Instructions for the task
Reproduce each line from the first in the data through the line that contains "keys already set" exactly; give nothing else.

Supplied data
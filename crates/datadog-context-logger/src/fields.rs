// Copyright 2025-Present Datadog, Inc. https://www.datadoghq.com/
// SPDX-License-Identifier: Apache-2.0

//! Structured fields carried in a [`Context`].
//!
//! Fields accumulate outward-in: when a scope adds fields, keys already set
//! by an enclosing scope keep their value. Identity fields such as a request
//! id set at the edge of a service therefore cannot be clobbered by code
//! further down the call chain.

use std::collections::BTreeMap;
use std::sync::Arc;

use serde_json::Value;

use crate::context::{Context, ContextKey, Lookup};

/// Mapping from field name to structured value.
pub type Fields = BTreeMap<String, Value>;

const FIELDS_KEY: ContextKey = ContextKey::new("log.fields");

/// Derives a context whose fields are `fields` merged under the existing ones.
///
/// Returns `ctx` itself when `fields` is empty.
#[must_use]
pub fn set_fields(ctx: &Context, fields: Fields) -> Context {
    if fields.is_empty() {
        return ctx.clone();
    }

    let mut merged = fields;
    if let Some(existing) = get_fields(ctx) {
        merged.extend(
            existing
                .iter()
                .map(|(key, value)| (key.clone(), value.clone())),
        );
    }

    ctx.with_value(FIELDS_KEY, Arc::new(merged))
}

/// Convenience wrapper over [`set_fields`] for literal key/value lists.
#[must_use]
pub fn with_fields<K, V, I>(ctx: &Context, fields: I) -> Context
where
    I: IntoIterator<Item = (K, V)>,
    K: Into<String>,
    V: Into<Value>,
{
    set_fields(
        ctx,
        fields
            .into_iter()
            .map(|(key, value)| (key.into(), value.into()))
            .collect(),
    )
}

/// Returns the effective fields of `ctx`, or `None` when no scope set any.
///
/// # Panics
///
/// Panics if the fields slot holds a value of another type. Only this module
/// writes that slot.
#[must_use]
#[allow(clippy::panic)]
pub fn get_fields(ctx: &Context) -> Option<Arc<Fields>> {
    match ctx.get::<Arc<Fields>>(FIELDS_KEY) {
        Lookup::Absent => None,
        Lookup::Found(fields) => Some(Arc::clone(fields)),
        Lookup::Mismatch => panic!("unexpected context log fields value type"),
    }
}

#[cfg(test)]
mod tests {
    use super::*;
    use proptest::prelude::*;
    use serde_json::json;

    fn fields(pairs: &[(&str, Value)]) -> Fields {
        pairs
            .iter()
            .map(|(k, v)| ((*k).to_string(), v.clone()))
            .collect()
    }

    #[test]
    fn test_absent_fields() {
        assert!(get_fields(&Context::background()).is_none());
    }

    #[test]
    fn test_empty_fields_return_same_context() {
        let ctx = with_fields(&Context::background(), [("a", 1)]);
        let same = set_fields(&ctx, Fields::new());

        assert!(Context::ptr_eq(&ctx, &same));
        assert_eq!(same.depth(), 1);
    }

    #[test]
    fn test_ancestor_fields_win() {
        let parent = set_fields(
            &Context::background(),
            fields(&[("request.id", json!("req-1")), ("user", json!("alice"))]),
        );
        let child = set_fields(
            &parent,
            fields(&[("request.id", json!("req-2")), ("job", json!(7))]),
        );

        let got = get_fields(&child).unwrap();
        assert_eq!(got.get("request.id"), Some(&json!("req-1")));
        assert_eq!(got.get("user"), Some(&json!("alice")));
        assert_eq!(got.get("job"), Some(&json!(7)));
    }

    #[test]
    fn test_parent_fields_not_mutated() {
        let parent = with_fields(&Context::background(), [("a", "1")]);
        let _child = with_fields(&parent, [("b", "2")]);

        let got = get_fields(&parent).unwrap();
        assert_eq!(got.len(), 1);
        assert!(!got.contains_key("b"));
    }

    #[test]
    #[should_panic(expected = "unexpected context log fields value type")]
    fn test_foreign_value_panics() {
        let ctx = Context::background().with_value(FIELDS_KEY, "not a map".to_string());
        let _ = get_fields(&ctx);
    }

    proptest! {
        #[test]
        fn prop_merge_is_union_with_ancestor_precedence(
            outer in prop::collection::btree_map("[a-e]", 0_i64..100, 0..5),
            inner in prop::collection::btree_map("[a-e]", 100_i64..200, 0..5),
        ) {
            let to_fields = |m: &BTreeMap<String, i64>| -> Fields {
                m.iter().map(|(k, v)| (k.clone(), json!(v))).collect()
            };

            let parent = set_fields(&Context::background(), to_fields(&outer));
            let child = set_fields(&parent, to_fields(&inner));
            let got = get_fields(&child).map(|f| (*f).clone()).unwrap_or_default();

            let mut expected = to_fields(&inner);
            expected.extend(to_fields(&outer));
            prop_assert_eq!(got, expected);
        }
    }
}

Exercise solution
filename crates/datadog-context-logger/src/fields.rs
// Copyright 2025-Present Datadog, Inc. https://www.datadoghq.com/
// SPDX-License-Identifier: Apache-2.0

//! Structured fields carried in a [`Context`].
//!
//! Fields accumulate outward-in: when a scope adds fields, keys already set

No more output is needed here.